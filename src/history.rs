//! Search history log backed by SQLite
//!
//! Records every submitted query so the CLI can show recent searches.
//! Uses parameterized queries exclusively.

use crate::error::Result;
use rusqlite::{params, Connection};
use std::path::Path;
use std::sync::{Mutex, MutexGuard};

/// Persistent log of submitted search queries
pub struct SearchHistory {
    conn: Mutex<Connection>,
}

impl SearchHistory {
    /// Open (or create) the history database and initialize its schema.
    pub fn open(path: &Path) -> Result<Self> {
        if let Some(parent) = path.parent() {
            std::fs::create_dir_all(parent)?;
        }

        let conn = Connection::open(path)?;
        conn.execute_batch(
            "CREATE TABLE IF NOT EXISTS search_history (
                id INTEGER PRIMARY KEY AUTOINCREMENT,
                search_query TEXT NOT NULL,
                timestamp TEXT NOT NULL DEFAULT (datetime('now'))
            );

            CREATE INDEX IF NOT EXISTS idx_search_history_timestamp
                ON search_history(timestamp);",
        )?;

        Ok(Self {
            conn: Mutex::new(conn),
        })
    }

    /// Record a submitted query.
    pub fn record(&self, query: &str) -> Result<()> {
        let conn = self.lock();
        conn.execute(
            "INSERT INTO search_history (search_query) VALUES (?1)",
            params![query],
        )?;
        Ok(())
    }

    /// The most recent searches as (query, timestamp) pairs, newest first.
    pub fn recent(&self, limit: usize) -> Result<Vec<(String, String)>> {
        let conn = self.lock();
        let mut stmt = conn.prepare(
            "SELECT search_query, timestamp FROM search_history
             ORDER BY id DESC LIMIT ?1",
        )?;

        let rows = stmt
            .query_map(params![limit as i64], |row| {
                Ok((row.get::<_, String>(0)?, row.get::<_, String>(1)?))
            })?
            .collect::<rusqlite::Result<Vec<_>>>()?;

        Ok(rows)
    }

    fn lock(&self) -> MutexGuard<'_, Connection> {
        match self.conn.lock() {
            Ok(guard) => guard,
            Err(poisoned) => poisoned.into_inner(),
        }
    }
}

> **Exercise description**: Going back to the entries above, set down exactly the lines that begin at the one with "pub fn open(path: &Path)" and end at the one with "timestamp FROM search_history", both included, and nothing else.

> **Completed task**:
    pub fn open(path: &Path) -> Result<Self> {
        if let Some(parent) = path.parent() {
            std::fs::create_dir_all(parent)?;
        }

        let conn = Connection::open(path)?;
        conn.execute_batch(
            "CREATE TABLE IF NOT EXISTS search_history (
                id INTEGER PRIMARY KEY AUTOINCREMENT,
                search_query TEXT NOT NULL,
                timestamp TEXT NOT NULL DEFAULT (datetime('now'))
            );

            CREATE INDEX IF NOT EXISTS idx_search_history_timestamp
                ON search_history(timestamp);",
        )?;

        Ok(Self {
            conn: Mutex::new(conn),
        })
    }

    /// Record a submitted query.
    pub fn record(&self, query: &str) -> Result<()> {
        let conn = self.lock();
        conn.execute(
            "INSERT INTO search_history (search_query) VALUES (?1)",
            params![query],
        )?;
        Ok(())
    }

    /// The most recent searches as (query, timestamp) pairs, newest first.
    pub fn recent(&self, limit: usize) -> Result<Vec<(String, String)>> {
        let conn = self.lock();
        let mut stmt = conn.prepare(
            "SELECT search_query, timestamp FROM search_history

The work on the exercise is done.